I've got a dataframe that contains a mostly NaN's, but also dictionaries in certain entries. My goal is expanding those dictionaries to columns of the dataframe and keeping their entries on their respective indices. This is what a small part of the dataframe looks like.
_id _score
query
chrM:g.146T>C NaN NaN
chrM:g.11723C>T NaN NaN NaN NaN
chrM:g.11813A>G NaN NaN
chrM:g.12140T>A NaN NaN
... ... ...
chr1:g.11976370T>G {u'ref': u'T', u'alleles': [{u'allele': u'T', ... NaN
chr1:g.12007164A>G NaN NaN
chr1:g.12007165A>G NaN NaN
So far, I've just managed to pick the keys of each dict and add columns named with those keys:
s ={}
for cols in cols:
if type(data1[cols].dropna()[0]) == type(s):
cols_var = np.array(data1[cols].dropna()[0].keys())

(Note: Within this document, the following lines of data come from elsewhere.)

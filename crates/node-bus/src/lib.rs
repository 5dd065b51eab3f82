//! Node-addressed message transport between the controller and its agents.
//!
//! A [`NodeBus`] carries opaque frames to a specific node and hands every
//! reply frame back to whoever subscribed. It knows nothing about calls,
//! commands or encodings; those live one layer up.

use std::collections::HashMap;
use std::sync::Arc;

use bytes::Bytes;
use parking_lot::RwLock;
use thiserror::Error;
use tokio::sync::mpsc;
use tracing::debug;

/// Raw node identifier as seen by the transport.
pub type NodeKey = u32;

#[derive(Debug, Clone, PartialEq, Eq)]
pub struct BusMessage {
    pub node_id: NodeKey,
    pub payload: Bytes,
}

#[derive(Debug, Error)]
pub enum BusError {
    #[error("node {0} is not connected")]
    NodeUnreachable(NodeKey),
    #[error("bus channel closed")]
    Closed,
    #[error("bus transport error: {0}")]
    Transport(String),
}

pub type BusResult<T> = Result<T, BusError>;

pub trait NodeBus: Send + Sync {
    /// Best-effort enqueue of a frame for `node_id`. Fails synchronously when
    /// the node has no live link.
    fn send(&self, node_id: NodeKey, payload: Bytes) -> BusResult<()>;
    /// Stream of reply frames from every node. Each subscriber receives
    /// every frame published after it subscribed; none are dropped.
    fn subscribe_replies(&self) -> ReplyStream;
}

pub type ReplyStream = mpsc::UnboundedReceiver<BusMessage>;

type LinkTable = Arc<RwLock<HashMap<NodeKey, mpsc::UnboundedSender<Bytes>>>>;
type ReplySubscribers = Arc<RwLock<Vec<mpsc::UnboundedSender<BusMessage>>>>;

/// In-process hub: each connected node holds a [`NodeLink`] attached here.
///
/// Physical carriers (the controller's websocket endpoint) attach a link per
/// connection; tests attach links directly.
#[derive(Debug, Clone)]
pub struct LocalBus {
    links: LinkTable,
    replies: ReplySubscribers,
}

impl Default for LocalBus {
    fn default() -> Self {
        Self::new()
    }
}

impl LocalBus {
    pub fn new() -> Self {
        Self {
            links: Arc::new(RwLock::new(HashMap::new())),
            replies: Arc::new(RwLock::new(Vec::new())),
        }
    }

    /// Attach `node_id`, replacing any previous link for the same node.
    pub fn attach(&self, node_id: NodeKey) -> NodeLink {
        let (tx, rx) = mpsc::unbounded_channel();
        let inbox_tx = tx.downgrade();
        let replaced = self.links.write().insert(node_id, tx).is_some();
        if replaced {
            debug!(node_id, "replaced existing node link");
        }
        NodeLink {
            node_id,
            inbox: rx,
            inbox_tx,
            links: Arc::clone(&self.links),
            replier: NodeReplier {
                node_id,
                replies: Arc::clone(&self.replies),
            },
        }
    }

    pub fn is_connected(&self, node_id: NodeKey) -> bool {
        self.links
            .read()
            .get(&node_id)
            .is_some_and(|tx| !tx.is_closed())
    }

    pub fn connected_nodes(&self) -> Vec<NodeKey> {
        let mut nodes: Vec<NodeKey> = self
            .links
            .read()
            .iter()
            .filter(|(_, tx)| !tx.is_closed())
            .map(|(id, _)| *id)
            .collect();
        nodes.sort_unstable();
        nodes
    }
}

impl NodeBus for LocalBus {
    fn send(&self, node_id: NodeKey, payload: Bytes) -> BusResult<()> {
        let sender = self
            .links
            .read()
            .get(&node_id)
            .cloned()
            .ok_or(BusError::NodeUnreachable(node_id))?;
        if sender.send(payload).is_err() {
            let mut guard = self.links.write();
            if guard.get(&node_id).is_some_and(|tx| tx.same_channel(&sender)) {
                guard.remove(&node_id);
            }
            return Err(BusError::NodeUnreachable(node_id));
        }
        Ok(())
    }

    fn subscribe_replies(&self) -> ReplyStream {
        let (tx, rx) = mpsc::unbounded_channel();
        self.replies.write().push(tx);
        rx
    }
}

/// Cloneable handle for publishing replies on behalf of one node.
#[derive(Debug, Clone)]
pub struct NodeReplier {
    node_id: NodeKey,
    replies: ReplySubscribers,
}

impl NodeReplier {
    pub fn node_id(&self) -> NodeKey {
        self.node_id
    }

    /// Publish a reply to every live subscriber. Fails with
    /// [`BusError::Closed`] when nobody is listening.
    pub fn reply(&self, payload: Bytes) -> BusResult<()> {
        let msg = BusMessage {
            node_id: self.node_id,
            payload,
        };
        let mut delivered = false;
        let mut stale = false;
        for tx in self.replies.read().iter() {
            if tx.send(msg.clone()).is_ok() {
                delivered = true;
            } else {
                stale = true;
            }
        }
        if stale {
            self.replies.write().retain(|tx| !tx.is_closed());
        }
        if delivered {
            Ok(())
        } else {
            Err(BusError::Closed)
        }
    }
}

/// One node's attachment to a [`LocalBus`]. Dropping it detaches the node,
/// unless a newer link has replaced it in the meantime.
#[derive(Debug)]
pub struct NodeLink {
    node_id: NodeKey,
    inbox: mpsc::UnboundedReceiver<Bytes>,
    inbox_tx: mpsc::WeakUnboundedSender<Bytes>,
    links: LinkTable,
    replier: NodeReplier,
}

impl NodeLink {
    pub fn node_id(&self) -> NodeKey {
        self.node_id
    }

    /// Next frame addressed to this node. `None` once the bus has dropped
    /// the link (replaced by a reconnect).
    pub async fn recv(&mut self) -> Option<Bytes> {
        self.inbox.recv().await
    }

    pub fn reply(&self, payload: Bytes) -> BusResult<()> {
        self.replier.reply(payload)
    }

    pub fn replier(&self) -> NodeReplier {
        self.replier.clone()
    }
}

impl Drop for NodeLink {
    fn drop(&mut self) {
        let Some(own) = self.inbox_tx.upgrade() else {
            return;
        };
        let mut guard = self.links.write();
        if guard
            .get(&self.node_id)
            .is_some_and(|tx| tx.same_channel(&own))
        {
            guard.remove(&self.node_id);
            debug!(node_id = self.node_id, "node link detached");
        }
    }
}

#[cfg(test)]
mod tests {
    use super::*;

    #[tokio::test]
    async fn send_reaches_attached_node() {
        let bus = LocalBus::new();
        let mut link = bus.attach(7);
        bus.send(7, Bytes::from_static(b"ping")).expect("send ok");
        let frame = link.recv().await.expect("frame");
        assert_eq!(frame, Bytes::from_static(b"ping"));
    }

    #[test]
    fn send_to_unknown_node_is_unreachable() {
        let bus = LocalBus::new();
        let err = bus.send(9, Bytes::from_static(b"ping")).unwrap_err();
        assert!(matches!(err, BusError::NodeUnreachable(9)));
    }

    #[tokio::test]
    async fn replies_carry_node_identity() {
        let bus = LocalBus::new();
        let mut replies = bus.subscribe_replies();
        let link = bus.attach(3);
        link.reply(Bytes::from_static(b"pong")).expect("reply ok");
        let msg = replies.recv().await.expect("reply");
        assert_eq!(msg.node_id, 3);
        assert_eq!(msg.payload, Bytes::from_static(b"pong"));
    }

    #[tokio::test]
    async fn reply_burst_beyond_any_buffer_is_not_dropped() {
        let bus = LocalBus::new();
        let mut replies = bus.subscribe_replies();
        let link = bus.attach(7);
        for i in 0..5_000u32 {
            link.reply(Bytes::from(i.to_string())).expect("reply ok");
        }
        for i in 0..5_000u32 {
            let msg = replies.recv().await.expect("reply");
            assert_eq!(msg.payload, Bytes::from(i.to_string()));
        }
        assert!(replies.try_recv().is_err());
    }

    #[test]
    fn dropped_subscriber_is_pruned() {
        let bus = LocalBus::new();
        let link = bus.attach(2);
        let gone = bus.subscribe_replies();
        let mut live = bus.subscribe_replies();
        drop(gone);
        link.reply(Bytes::from_static(b"a")).expect("live subscriber");
        assert_eq!(bus.replies.read().len(), 1);
        assert_eq!(live.try_recv().unwrap().payload, Bytes::from_static(b"a"));
        drop(live);
        assert!(matches!(
            link.reply(Bytes::from_static(b"b")),
            Err(BusError::Closed)
        ));
    }

    #[test]
    fn dropping_link_detaches_node() {
        let bus = LocalBus::new();
        let link = bus.attach(4);
        assert!(bus.is_connected(4));
        drop(link);
        assert!(!bus.is_connected(4));
        assert!(matches!(
            bus.send(4, Bytes::new()),
            Err(BusError::NodeUnreachable(4))
        ));
    }

    #[tokio::test]
    async fn stale_link_drop_keeps_replacement() {
        let bus = LocalBus::new();
        let mut stale = bus.attach(5);
        let mut fresh = bus.attach(5);
        assert_eq!(stale.recv().await, None);
        drop(stale);
        assert_eq!(bus.connected_nodes(), vec![5]);
        bus.send(5, Bytes::from_static(b"after")).expect("send ok");
        assert_eq!(fresh.recv().await, Some(Bytes::from_static(b"after")));
    }
}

data1 = pandas.concat([data1,pandas.DataFrame(columns=cols_var)])
Any help or hints on how to do so in an efficient and readable will be much appreciated.
**EDIT: ** this code:
y = pandas.Series((dbsnp.iloc[0]))
print y
however retrieves something somewhat useful:
allele_origin unspecified
alleles [{u'allele': u'G'}, {u'allele': u'A'}]
alt A
... ...
rsid rs201327123
vartype snp
dtype: object
I'll try working from here, other input is much appreciated.